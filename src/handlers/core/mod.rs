//! Core handler infrastructure: the handler trait, its context and the
//! command registry.

pub mod context;
pub mod registry;

pub use context::{Context, Handler, HandlerError, HandlerResult};
pub use registry::Registry;
//! Connection endpoints.
//!
//! An endpoint is written as a URL whose scheme picks the transport:
//!
//! | scheme  | transport          | default port |
//! |---------|--------------------|--------------|
//! | `irc`   | plain TCP          | 6667         |
//! | `ircs`  | TLS                | 6697         |
//! | `ws`    | WebSocket          | 80           |
//! | `wss`   | WebSocket over TLS | 443          |

use std::fmt;
use std::str::FromStr;

use url::Url;

use super::error::ConnectionError;

/// Twitch's WebSocket chat endpoint.
pub const TWITCH_WEBSOCKET: &str = "wss://irc-ws.chat.twitch.tv:443";

/// Transport selected by an endpoint's URL scheme.
#[derive(Clone, Copy, Debug, PartialEq, Eq, Hash)]
pub enum Scheme {
    /// `irc://`
    Irc,
    /// `ircs://`
    Ircs,
    /// `ws://`
    Ws,
    /// `wss://`
    Wss,
}

impl Scheme {
    /// Port used when the URL does not name one.
    pub fn default_port(self) -> u16 {
        match self {
            Self::Irc => 6667,
            Self::Ircs => 6697,
            Self::Ws => 80,
            Self::Wss => 443,
        }
    }

    /// True if the byte stream is wrapped in TLS.
    pub fn is_tls(self) -> bool {
        matches!(self, Self::Ircs | Self::Wss)
    }

    /// True if lines travel as WebSocket text frames.
    pub fn is_websocket(self) -> bool {
        matches!(self, Self::Ws | Self::Wss)
    }

    /// Lowercase scheme name.
    pub fn as_str(self) -> &'static str {
        match self {
            Self::Irc => "irc",
            Self::Ircs => "ircs",
            Self::Ws => "ws",
            Self::Wss => "wss",
        }
    }

    fn from_url_scheme(scheme: &str) -> Option<Self> {
        match scheme {
            "irc" => Some(Self::Irc),
            "ircs" => Some(Self::Ircs),
            "ws" => Some(Self::Ws),
            "wss" => Some(Self::Wss),
            _ => None,
        }
    }
}

impl fmt::Display for Scheme {
    fn fmt(&self, f: &mut fmt::Formatter<'_>) -> fmt::Result {
        f.write_str(self.as_str())
    }
}

/// A parsed, connectable server address.
///
/// ```
/// use kneiss_proto::{Endpoint, Scheme};
///
/// let endpoint: Endpoint = "ircs://irc.chat.twitch.tv".parse().unwrap();
/// assert_eq!(endpoint.scheme(), Scheme::Ircs);
/// assert_eq!(endpoint.port(), 6697);
/// assert_eq!(endpoint.addr(), "irc.chat.twitch.tv:6697");
/// ```
#[derive(Clone, Debug, PartialEq, Eq)]
pub struct Endpoint {
    scheme: Scheme,
    host: String,
    port: u16,
    url: Url,
}

impl Endpoint {
    /// Parse an endpoint URL.
    pub fn parse(input: &str) -> Result<Self, ConnectionError> {
        let invalid = |reason: &str| ConnectionError::InvalidEndpoint {
            endpoint: input.to_owned(),
            reason: reason.to_owned(),
        };

        let url = Url::parse(input).map_err(|e| invalid(&e.to_string()))?;
        let scheme = Scheme::from_url_scheme(url.scheme())
            .ok_or_else(|| invalid("scheme must be one of irc, ircs, ws, wss"))?;
        let host = match url.host_str() {
            Some(host) if !host.is_empty() => host.to_owned(),
            _ => return Err(invalid("missing host")),
        };
        // ws/wss default ports are normalised away by the url crate
        let port = url.port().unwrap_or_else(|| scheme.default_port());

        Ok(Self {
            scheme,
            host,
            port,
            url,
        })
    }

    /// Transport scheme.
    pub fn scheme(&self) -> Scheme {
        self.scheme
    }

    /// Host name or address.
    pub fn host(&self) -> &str {
        &self.host
    }

    /// Port, defaulted from the scheme when the URL has none.
    pub fn port(&self) -> u16 {
        self.port
    }

    /// `host:port`, suitable for `TcpStream::connect`.
    pub fn addr(&self) -> String {
        format!("{}:{}", self.host, self.port)
    }

    /// The full URL, used as the WebSocket request target.
    pub fn url(&self) -> &Url {
        &self.url
    }
}

impl FromStr for Endpoint {
    type Err = ConnectionError;

    fn from_str(s: &str) -> Result<Self, Self::Err> {
        Self::parse(s)
    }
}

impl fmt::Display for Endpoint {
    fn fmt(&self, f: &mut fmt::Formatter<'_>) -> fmt::Result {
        write!(f, "{}://{}:{}", self.scheme, self.host, self.port)
    }
}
========
What you should do
Produce a faithful copy of all the material above.

Exercise answer
filename src/handlers/core/mod.rs
//! Core handler infrastructure: the handler trait, its context and the
//! command registry.

pub mod context;
pub mod registry;

pub use context::{Context, Handler, HandlerError, HandlerResult};
pub use registry::Registry;
//! Connection endpoints.
//!
//! An endpoint is written as a URL whose scheme picks the transport:
//!
//! | scheme  | transport          | default port |
//! |---------|--------------------|--------------|
//! | `irc`   | plain TCP          | 6667         |
//! | `ircs`  | TLS                | 6697         |
//! | `ws`    | WebSocket          | 80           |
//! | `wss`   | WebSocket over TLS | 443          |

use std::fmt;
use std::str::FromStr;

use url::Url;

use super::error::ConnectionError;

/// Twitch's WebSocket chat endpoint.
pub const TWITCH_WEBSOCKET: &str = "wss://irc-ws.chat.twitch.tv:443";

/// Transport selected by an endpoint's URL scheme.
#[derive(Clone, Copy, Debug, PartialEq, Eq, Hash)]
pub enum Scheme {
    /// `irc://`
    Irc,
    /// `ircs://`
    Ircs,
    /// `ws://`
    Ws,
    /// `wss://`
    Wss,
}

impl Scheme {
    /// Port used when the URL does not name one.
    pub fn default_port(self) -> u16 {
        match self {
            Self::Irc => 6667,
            Self::Ircs => 6697,
            Self::Ws => 80,
            Self::Wss => 443,
        }
    }

    /// True if the byte stream is wrapped in TLS.
    pub fn is_tls(self) -> bool {
        matches!(self, Self::Ircs | Self::Wss)
    }

    /// True if lines travel as WebSocket text frames.
    pub fn is_websocket(self) -> bool {
        matches!(self, Self::Ws | Self::Wss)
    }

    /// Lowercase scheme name.
    pub fn as_str(self) -> &'static str {
        match self {
            Self::Irc => "irc",
            Self::Ircs => "ircs",
            Self::Ws => "ws",
            Self::Wss => "wss",
        }
    }

    fn from_url_scheme(scheme: &str) -> Option<Self> {
        match scheme {
            "irc" => Some(Self::Irc),
            "ircs" => Some(Self::Ircs),
            "ws" => Some(Self::Ws),
            "wss" => Some(Self::Wss),
            _ => None,
        }
    }
}

impl fmt::Display for Scheme {
    fn fmt(&self, f: &mut fmt::Formatter<'_>) -> fmt::Result {
        f.write_str(self.as_str())
    }
}

/// A parsed, connectable server address.
///
/// ```
/// use kneiss_proto::{Endpoint, Scheme};
///
/// let endpoint: Endpoint = "ircs://irc.chat.twitch.tv".parse().unwrap();
/// assert_eq!(endpoint.scheme(), Scheme::Ircs);
/// assert_eq!(endpoint.port(), 6697);
/// assert_eq!(endpoint.addr(), "irc.chat.twitch.tv:6697");
/// ```
#[derive(Clone, Debug, PartialEq, Eq)]
pub struct Endpoint {
    scheme: Scheme,
    host: String,
    port: u16,
    url: Url,
}

impl Endpoint {
    /// Parse an endpoint URL.
    pub fn parse(input: &str) -> Result<Self, ConnectionError> {
        let invalid = |reason: &str| ConnectionError::InvalidEndpoint {
            endpoint: input.to_owned(),
            reason: reason.to_owned(),
        };

        let url = Url::parse(input).map_err(|e| invalid(&e.to_string()))?;
        let scheme = Scheme::from_url_scheme(url.scheme())
            .ok_or_else(|| invalid("scheme must be one of irc, ircs, ws, wss"))?;
        let host = match url.host_str() {
            Some(host) if !host.is_empty() => host.to_owned(),
            _ => return Err(invalid("missing host")),
        };
        // ws/wss default ports are normalised away by the url crate
        let port = url.port().unwrap_or_else(|| scheme.default_port());

        Ok(Self {
            scheme,
            host,
            port,
            url,
        })
    }

    /// Transport scheme.
    pub fn scheme(&self) -> Scheme {
        self.scheme
    }

    /// Host name or address.
    pub fn host(&self) -> &str {
        &self.host
    }

    /// Port, defaulted from the scheme when the URL has none.
    pub fn port(&self) -> u16 {
        self.port
    }

    /// `host:port`, suitable for `TcpStream::connect`.
    pub fn addr(&self) -> String {
        format!("{}:{}", self.host, self.port)
    }

    /// The full URL, used as the WebSocket request target.
    pub fn url(&self) -> &Url {
        &self.url
    }
}

impl FromStr for Endpoint {
    type Err = ConnectionError;

    fn from_str(s: &str) -> Result<Self, Self::Err> {
        Self::parse(s)
    }
}

impl fmt::Display for Endpoint {
    fn fmt(&self, f: &mut fmt::Formatter<'_>) -> fmt::Result {
        write!(f, "{}://{}:{}", self.scheme, self.host, self.port)
    }
}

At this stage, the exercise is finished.